The loose structure of down feathers traps air, which helps to insulate the bird against heat loss and contributes to the buoyancy of waterbirds. Species that experience annual temperature fluctuations typically have more down feathers following their autumn moult. There is some evidence that down feathers may also help to decrease the incidence of nestling cannibalism among some colonially nesting species, as the stiffness of the feathers make the young more difficult to swallow. Pollutants can reduce the efficiency of these functions. When oiled, for example, down feathers mat and clump together, which breaks down the bird's insulation and allows water to reach the skin.

Female wildfowl use down feathers plucked from their own breasts to line their scrape nests. This process performs the dual function of helping to insulate the eggs and exposing the female's brood patch—an area of bare skin, rich in blood vessels, which transmits heat very efficiently. Of the various items birds use to line their nests, down feathers provide the most effective insulation, though only when dry; wet down is the least effective insulator. Down may also help camouflage the eggs when the female is away from the nest, particularly as the birds often draw the feathers over their eggs before leaving.

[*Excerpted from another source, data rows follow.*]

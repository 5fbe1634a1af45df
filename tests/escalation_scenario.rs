//! End-to-end session flows driven through the public `Session` API.

use std::cell::RefCell;
use std::rc::Rc;

use consent_cascade::simulation::choice::PromptState;
use consent_cascade::simulation::monologue::SequencerState;
use consent_cascade::simulation::threshold::MonitorState;
use consent_cascade::{
    load_session_config, ConsentAction, Directive, ScriptLine, Session, SessionConfig,
};

type Recorded = Rc<RefCell<Vec<Directive>>>;

fn record(session: &mut Session) -> Recorded {
    let seen: Recorded = Rc::new(RefCell::new(Vec::new()));
    let sink = Rc::clone(&seen);
    session.subscribe(move |d: &Directive| sink.borrow_mut().push(d.clone()));
    seen
}

fn take(seen: &Recorded) -> Vec<Directive> {
    std::mem::take(&mut *seen.borrow_mut())
}

fn count(directives: &[Directive], pred: impl Fn(&Directive) -> bool) -> usize {
    directives.iter().filter(|d| pred(d)).count()
}

fn scenario_config() -> SessionConfig {
    SessionConfig {
        prompt_threshold: 3,
        max_alpha: 0.5,
        reprompt_delay_ms: 500,
        char_delay_ms: 20,
        sentence_delay_ms: 200,
        decline_messages: vec!["msg1".into(), "msg2".into(), "msg3".into()],
        script: vec![
            ScriptLine::plain("We see you. "),
            ScriptLine::emphasized("Always."),
            ScriptLine::plain(" Goodbye."),
        ],
        ..SessionConfig::default()
    }
}

#[test]
fn full_escalation_to_monologue() {
    let mut session = Session::new(scenario_config(), 11).unwrap();
    let seen = record(&mut session);

    session.spawn_popups(1);
    assert!((session.alpha() - 0.5 / 3.0).abs() < 1e-4);
    assert_eq!(session.prompt(), PromptState::Idle);
    assert_eq!(count(&take(&seen), |d| *d == Directive::PromptRequested), 0);

    session.spawn_popups(2);
    assert_eq!(session.popup_count(), 3);
    assert_eq!(session.alpha(), 0.5);
    assert_eq!(session.prompt(), PromptState::Open);
    assert_eq!(count(&take(&seen), |d| *d == Directive::PromptRequested), 1);

    assert_eq!(session.on_decision_decline().as_deref(), Some("msg1"));
    assert_eq!(session.prompt(), PromptState::AwaitingReprompt);
    let after_decline = take(&seen);
    assert!(after_decline.contains(&Directive::DeclineMessage {
        decline_count: 1,
        text: "msg1".into()
    }));
    assert!(after_decline.contains(&Directive::PromptDismissed));

    session.tick(499);
    assert_eq!(session.prompt(), PromptState::AwaitingReprompt);
    session.tick(1);
    assert_eq!(session.prompt(), PromptState::Open);
    assert_eq!(count(&take(&seen), |d| *d == Directive::PromptRequested), 1);

    assert_eq!(session.on_decision_decline().as_deref(), Some("msg2"));
    session.tick(500);
    assert!(session.on_decision_accept());

    let snapshot = session.snapshot();
    assert!(snapshot.frozen);
    assert!(snapshot.open_popups.is_empty());
    assert_eq!(snapshot.alpha, 0.0);
    assert_eq!(snapshot.prompt, PromptState::Terminal);
    assert_eq!(snapshot.sequencer, SequencerState::Running);
    take(&seen);

    for _ in 0..1_000 {
        session.tick(16);
        if session.sequencer_state() == SequencerState::Done {
            break;
        }
    }
    assert_eq!(session.sequencer_state(), SequencerState::Done);
    assert_eq!(
        session.snapshot().monologue_text,
        "We see you. Always. Goodbye."
    );

    let directives = take(&seen);
    let mut line_order: Vec<usize> = Vec::new();
    for directive in &directives {
        if let Directive::MonologueLineRevealed(text) = directive {
            if line_order.last() != Some(&text.line_index) {
                line_order.push(text.line_index);
            }
            assert_eq!(text.emphasis, text.line_index == 1);
        }
    }
    assert_eq!(line_order, [0, 1, 2]);
    assert_eq!(count(&directives, |d| *d == Directive::MonologueFinished), 1);
}

#[test]
fn registry_change_emits_intensity_before_prompt() {
    let mut session = Session::new(scenario_config(), 0).unwrap();
    let seen = record(&mut session);
    session.spawn_popups(3);

    let directives = take(&seen);
    let opened = directives
        .iter()
        .position(|d| matches!(d, Directive::PopupOpened { .. }))
        .unwrap();
    let intensity = directives
        .iter()
        .position(|d| matches!(d, Directive::IntensityChanged { .. }))
        .unwrap();
    let prompt = directives
        .iter()
        .position(|d| *d == Directive::PromptRequested)
        .unwrap();
    assert!(opened < intensity && intensity < prompt);
}

#[test]
fn accept_twice_terminates_once() {
    let mut session = Session::new(scenario_config(), 0).unwrap();
    let seen = record(&mut session);
    session.spawn_popups(3);
    assert!(session.on_decision_accept());
    assert!(!session.on_decision_accept());
    session.tick(10_000);
    assert!(!session.on_decision_accept());

    let directives = take(&seen);
    assert_eq!(count(&directives, |d| *d == Directive::SessionTerminal), 1);
    assert_eq!(count(&directives, |d| *d == Directive::MonologueFinished), 1);
}

#[test]
fn accept_preempts_pending_reprompt() {
    let mut session = Session::new(scenario_config(), 0).unwrap();
    let seen = record(&mut session);
    session.spawn_popups(3);
    session.on_decision_decline();
    assert!(session.on_decision_accept());
    take(&seen);

    session.tick(5_000);
    assert_eq!(session.prompt(), PromptState::Terminal);
    assert_eq!(count(&take(&seen), |d| *d == Directive::PromptRequested), 0);
}

#[test]
fn closing_popups_is_a_losing_battle() {
    let mut session = Session::new(scenario_config(), 0).unwrap();
    let first = session.spawn_popups(1)[0];

    let replacements = session.on_popup_closed_by_user(first);
    assert_eq!(replacements.len(), 2);
    assert_eq!(session.popup_count(), 2);

    // Already closed: nothing happens.
    assert!(session.on_popup_closed_by_user(first).is_empty());
    assert_eq!(session.popup_count(), 2);
    assert_eq!(session.snapshot().threshold, MonitorState::Armed);

    let next = replacements[0];
    session.on_popup_closed_by_user(next);
    assert_eq!(session.popup_count(), 3);
    assert_eq!(session.prompt(), PromptState::Open);

    session.on_decision_accept();
    let leftover = session.spawn_popups(4);
    assert!(leftover.is_empty());
    assert_eq!(session.popup_count(), 0);
}

#[test]
fn consent_click_starts_escalation_once() {
    let config = SessionConfig {
        logs_per_click: 25,
        initial_popups: 3,
        initial_spawn_delay_ms: 100,
        ..scenario_config()
    };
    let mut session = Session::new(config, 5).unwrap();
    let seen = record(&mut session);

    session.on_user_action("clear_history").unwrap();
    let directives = take(&seen);
    assert!(matches!(
        directives.first(),
        Some(Directive::BackgroundTint { tint }) if *tint == ConsentAction::ClearHistory.tint()
    ));
    let rain = directives
        .iter()
        .find_map(|d| match d {
            Directive::LogRain { lines } => Some(lines.len()),
            _ => None,
        })
        .unwrap();
    assert_eq!(rain, 25);
    assert!(directives.contains(&Directive::ConsentWindowHidden));
    assert!(session.snapshot().escalation_started);
    assert_eq!(session.popup_count(), 0);

    session.tick(100);
    assert_eq!(session.popup_count(), 3);

    session.on_user_action("opt_out").unwrap();
    session.tick(100);
    assert_eq!(session.popup_count(), 3);

    // The consent window was dismissed before it ever appeared.
    session.tick(5_000);
    assert_eq!(
        count(&take(&seen), |d| *d == Directive::ConsentWindowShown),
        0
    );
    assert!(session
        .action_log()
        .lines()
        .any(|line| line.ends_with("[INFO] userClicked(\"ClearHistory\");")));
}

#[test]
fn disposing_mid_monologue_keeps_partial_text() {
    let mut session = Session::new(scenario_config(), 0).unwrap();
    let seen = record(&mut session);
    session.spawn_popups(3);
    session.on_decision_accept();
    session.tick(0);
    session.tick(20);
    session.tick(20);

    let partial = session.snapshot().monologue_text;
    assert_eq!(partial, "We ");
    session.dispose();
    take(&seen);

    session.tick(60_000);
    let snapshot = session.snapshot();
    assert!(!snapshot.alive);
    assert_eq!(snapshot.monologue_text, partial);
    assert_eq!(snapshot.sequencer, SequencerState::Running);
    assert!(take(&seen).is_empty());
}

#[test]
fn repeat_mode_refire_replaces_pending_reprompt() {
    let config = SessionConfig {
        repeat_prompts: true,
        respawn_on_close: 0,
        ..scenario_config()
    };
    let mut session = Session::new(config, 0).unwrap();
    let seen = record(&mut session);

    let ids = session.spawn_popups(3);
    assert_eq!(session.on_decision_decline().as_deref(), Some("msg1"));
    assert_eq!(session.prompt(), PromptState::AwaitingReprompt);

    // Dropping below the threshold re-arms the monitor.
    assert!(session.on_popup_closed_by_user(ids[0]).is_empty());
    assert_eq!(session.snapshot().threshold, MonitorState::Armed);
    take(&seen);

    session.spawn_popups(1);
    assert_eq!(session.prompt(), PromptState::Open);
    assert_eq!(session.snapshot().prompt_fires, 2);
    assert_eq!(count(&take(&seen), |d| *d == Directive::PromptRequested), 1);

    // The re-prompt scheduled by the decline no longer fires.
    session.tick(5_000);
    assert_eq!(session.prompt(), PromptState::Open);
    assert_eq!(count(&take(&seen), |d| *d == Directive::PromptRequested), 0);
    assert_eq!(session.on_decision_decline().as_deref(), Some("msg2"));
}

#[test]
fn enormous_delays_never_come_due() {
    let config = SessionConfig {
        reprompt_delay_ms: u64::MAX,
        char_delay_ms: u64::MAX,
        sentence_delay_ms: u64::MAX,
        initial_spawn_delay_ms: u64::MAX,
        ..scenario_config()
    };
    let mut session = Session::new(config, 0).unwrap();
    session.tick(1);
    session.on_user_action("turn_off_tracking").unwrap();
    session.tick(5);
    assert_eq!(session.popup_count(), 0);

    session.spawn_popups(3);
    assert_eq!(session.on_decision_decline().as_deref(), Some("msg1"));
    session.tick(1);
    assert_eq!(session.prompt(), PromptState::AwaitingReprompt);

    assert!(session.on_decision_accept());
    session.tick(1);
    session.tick(1_000);
    let snapshot = session.snapshot();
    assert_eq!(snapshot.monologue_text, "W");
    assert_eq!(snapshot.sequencer, SequencerState::Running);
}

#[test]
fn bundled_config_is_valid() {
    let config = load_session_config("./assets/data/session.json").unwrap();
    assert_eq!(config.decline_messages.len(), 3);
    assert!(config.script.iter().any(|line| line.emphasis));
    assert!(Session::new(config, 0).is_ok());
}
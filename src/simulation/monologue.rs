use bevy_ecs::prelude::*;
use serde::{Deserialize, Serialize};

use crate::data::session_config::ScriptLine;

#[derive(Debug, Clone, Copy, PartialEq, Eq, Serialize, Deserialize)]
pub enum SequencerState {
    Idle,
    Running,
    Done,
}

/// What the reveal loop should do after a step.
#[derive(Debug, Clone, Copy, PartialEq, Eq)]
pub enum NextReveal {
    /// Next character of the same line after `char_delay_ms`.
    Char(u64),
    /// Line finished; the next line starts after `sentence_delay_ms`.
    Line(u64),
    Finished,
}

/// One character made visible.
#[derive(Debug, Clone, PartialEq, Eq, Serialize, Deserialize)]
pub struct RevealedText {
    pub line_index: usize,
    /// Characters visible across the whole monologue.
    pub visible_chars: usize,
    /// Visible part of the current line.
    pub line_text: String,
    /// Visible part of the whole monologue.
    pub full_text: String,
    pub emphasis: bool,
}

#[derive(Debug, Clone)]
pub struct RevealStep {
    pub revealed: RevealedText,
    pub next: NextReveal,
}

/// Plays the fixed script one character at a time.
///
/// Each line is appended to the buffer when it starts; characters are then
/// revealed from the previous cumulative count up to the new one. Emphasis
/// changes styling only, never pacing. The sequencer moves Idle -> Running
/// -> Done exactly once. `halt` stops further reveals and keeps whatever
/// text was visible.
#[derive(Resource, Debug, Clone)]
pub struct MonologueSequencer {
    script: Vec<ScriptLine>,
    char_delay_ms: u64,
    sentence_delay_ms: u64,
    state: SequencerState,
    live: bool,
    buffer: String,
    line: usize,
    line_start_byte: usize,
    visible_bytes: usize,
    visible_chars: usize,
}

impl MonologueSequencer {
    pub fn new(script: Vec<ScriptLine>, char_delay_ms: u64, sentence_delay_ms: u64) -> Self {
        Self {
            script,
            char_delay_ms,
            sentence_delay_ms,
            state: SequencerState::Idle,
            live: true,
            buffer: String::new(),
            line: 0,
            line_start_byte: 0,
            visible_bytes: 0,
            visible_chars: 0,
        }
    }

    /// Starts playback. Returns false when already started or halted.
    pub fn start(&mut self) -> bool {
        if self.state != SequencerState::Idle || !self.live {
            return false;
        }
        let Some(first) = self.script.first() else {
            self.state = SequencerState::Done;
            return false;
        };
        self.buffer.push_str(&first.text);
        self.state = SequencerState::Running;
        true
    }

    /// Reveals exactly one more character. `None` once halted or not running.
    pub fn step(&mut self) -> Option<RevealStep> {
        if !self.live || self.state != SequencerState::Running {
            return None;
        }

        if self.visible_bytes == self.buffer.len() {
            // Current line is fully visible; open the next one.
            let next_line = self.script.get(self.line + 1)?;
            self.line += 1;
            self.line_start_byte = self.buffer.len();
            self.buffer.push_str(&next_line.text);
        }

        let ch = self.buffer[self.visible_bytes..].chars().next()?;
        self.visible_bytes += ch.len_utf8();
        self.visible_chars += 1;

        let line_done = self.visible_bytes == self.buffer.len();
        let next = if !line_done {
            NextReveal::Char(self.char_delay_ms)
        } else if self.line + 1 < self.script.len() {
            NextReveal::Line(self.sentence_delay_ms)
        } else {
            self.state = SequencerState::Done;
            NextReveal::Finished
        };

        Some(RevealStep {
            revealed: RevealedText {
                line_index: self.line,
                visible_chars: self.visible_chars,
                line_text: self.buffer[self.line_start_byte..self.visible_bytes].to_string(),
                full_text: self.visible_text().to_string(),
                emphasis: self.script[self.line].emphasis,
            },
            next,
        })
    }

    /// Cancels playback mid-reveal without touching visible text.
    pub fn halt(&mut self) {
        self.live = false;
    }

    pub fn state(&self) -> SequencerState {
        self.state
    }

    pub fn visible_text(&self) -> &str {
        &self.buffer[..self.visible_bytes]
    }

    pub fn visible_chars(&self) -> usize {
        self.visible_chars
    }
}
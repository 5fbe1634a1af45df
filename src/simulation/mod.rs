pub mod action_log;
pub mod choice;
pub mod consent;
pub mod continuations;
pub mod intensity;
pub mod log_rain;
pub mod monologue;
pub mod popups;
pub mod threshold;
pub mod time;
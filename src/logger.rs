use std::io::Write;
use std::path::Path;

use anyhow::{Context, Result};
use env_logger::{Builder, Env};

/// Install the global logger. `RUST_LOG` overrides the default `info` filter.
///
/// With `log_file` set, records are appended to that file (its directory is
/// created if needed), otherwise they go to stderr. Calling it again once a
/// logger is installed is a no-op.
pub fn init_logger(log_file: Option<&Path>) -> Result<()> {
    let mut builder = Builder::from_env(Env::default().default_filter_or("info"));
    builder.format(|buf, record| {
        writeln!(
            buf,
            "{} [{:<5}] {} - {}",
            chrono::Local::now().format("%Y-%m-%d %H:%M:%S%.3f"),
            record.level(),
            record.target(),
            record.args()
        )
    });

    if let Some(path) = log_file {
        if let Some(dir) = path.parent() {
            std::fs::create_dir_all(dir)
                .with_context(|| format!("Failed to create log directory {}", dir.display()))?;
        }
        let file = std::fs::OpenOptions::new()
            .create(true)
            .append(true)
            .open(path)
            .with_context(|| format!("Failed to open log file {}", path.display()))?;
        builder.target(env_logger::Target::Pipe(Box::new(file)));
    }

    // A logger installed earlier (another test, the host application) wins.
    let _ = builder.try_init();
    Ok(())
}
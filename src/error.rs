use derive_more::Display;

/// Result alias used by every community detection entry point.
pub type Result<T> = std::result::Result<T, CommunityError>;

/// Errors raised while validating inputs or running an engine.
#[derive(Debug, Clone, PartialEq, Display)]
pub enum CommunityError {
    /// The graph has no vertex at all.
    #[display(fmt = "graph has no vertices")]
    EmptyGraph,

    /// Edge weights (or vertex weights) are negative, not finite, or of the wrong length.
    #[display(fmt = "invalid weights: {}", _0)]
    InvalidWeights(String),

    /// A partition does not cover the vertex set, or uses an out-of-range community id.
    #[display(fmt = "invalid partition: {}", _0)]
    InvalidPartition(String),

    /// A hard iteration cap or time budget stopped the engine before a local optimum.
    #[display(fmt = "not converged after {} passes", passes)]
    NotConverged { passes: usize },

    /// A tuning parameter is outside its domain (e.g. resolution <= 0).
    #[display(fmt = "invalid parameter: {}", _0)]
    InvalidParameter(String),

    /// An edge endpoint is not a vertex of the graph.
    #[display(fmt = "vertex {} out of range, graph has {} vertices", vertex, vertex_count)]
    VertexOutOfRange { vertex: u32, vertex_count: usize },
}

impl std::error::Error for CommunityError {}
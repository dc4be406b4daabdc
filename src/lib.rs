//! Community detection on weighted undirected graphs: modularity scoring,
//! multilevel Louvain and Leiden, and the coarsening primitive they share.

pub mod batch;
pub mod community_algo;
pub mod config;
pub mod error;
pub mod graph;
pub mod level_graph;
pub mod logger;
pub mod modularity;
pub mod types;
mod util;

pub use batch::{detect_many, DetectionJob};
pub use community_algo::detect_communities;
pub use config::DetectionOptions;
pub use error::{CommunityError, Result};
pub use graph::{is_partition_connected, vertex_strength, GraphSnapshot, GraphView, VInt};
pub use level_graph::{coarsen_partition, LevelGraph};
pub use logger::init_logger;
pub use modularity::modularity;
pub use types::{is_relabeling, Algorithm, CommID, CommStructure, CommunityResult};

Because a bird can eliminate heavy metals in its feathers and because feathers can be collected non-invasively and stored indefinitely, down feathers can be used to check for evidence of metal contamination in the bird's environment. Studies have shown a high level of correlation between the level of metal contamination in a bird's diet and the level found in its feathers, with the proportion of the chemicals found in its feathers remaining relatively constant (and relatively high for some metals).

==Mutation==
Mutations in the genes that control the formation of down feathers have been recorded in a German White Leghorn chicken flock. Although the elements of a normal down feather are present, a hyperkeratosis of the feather's horny sheath after 16–17 days of incubation results in the sheath not splitting as it should during the final stages of the feather's growth. Because of that abnormal splitting, the bird's down appears to be matted; chicks with this condition look bristly and singed and tend to be lighter in body weight than normal chicks are.

==Human use==
Down feathers are used by Indigenous North Americans for religious ceremonies and as powerful symbols. In the stories of some cultures, the down feathers of an eagle are important gifts given by the bird to the story's hero. In the Ghost Dance, a religious movement that has become particularly widespread among the Indigenous peoples of the Great Plains and Canadian Prairies, each dancer holds a painted feather tipped with a down feather painted with another color; the feathers are generally those of a crow, which is sacred to the Ghost Dance, or an eagle, which is ubiquitously sacred. Zuni prayer sticks are also made using eagle down. While eagle feathers belong to the Sun Priest, who plants them to the sun, other priests could use them if rain was needed, as the down is said to suggest "fleecy clouds that gather on the horizon before rain". The Hopi rub eagle down feathers over rattlesnakes collected for Snake Dances, in an effort to soothe and calm the reptiles.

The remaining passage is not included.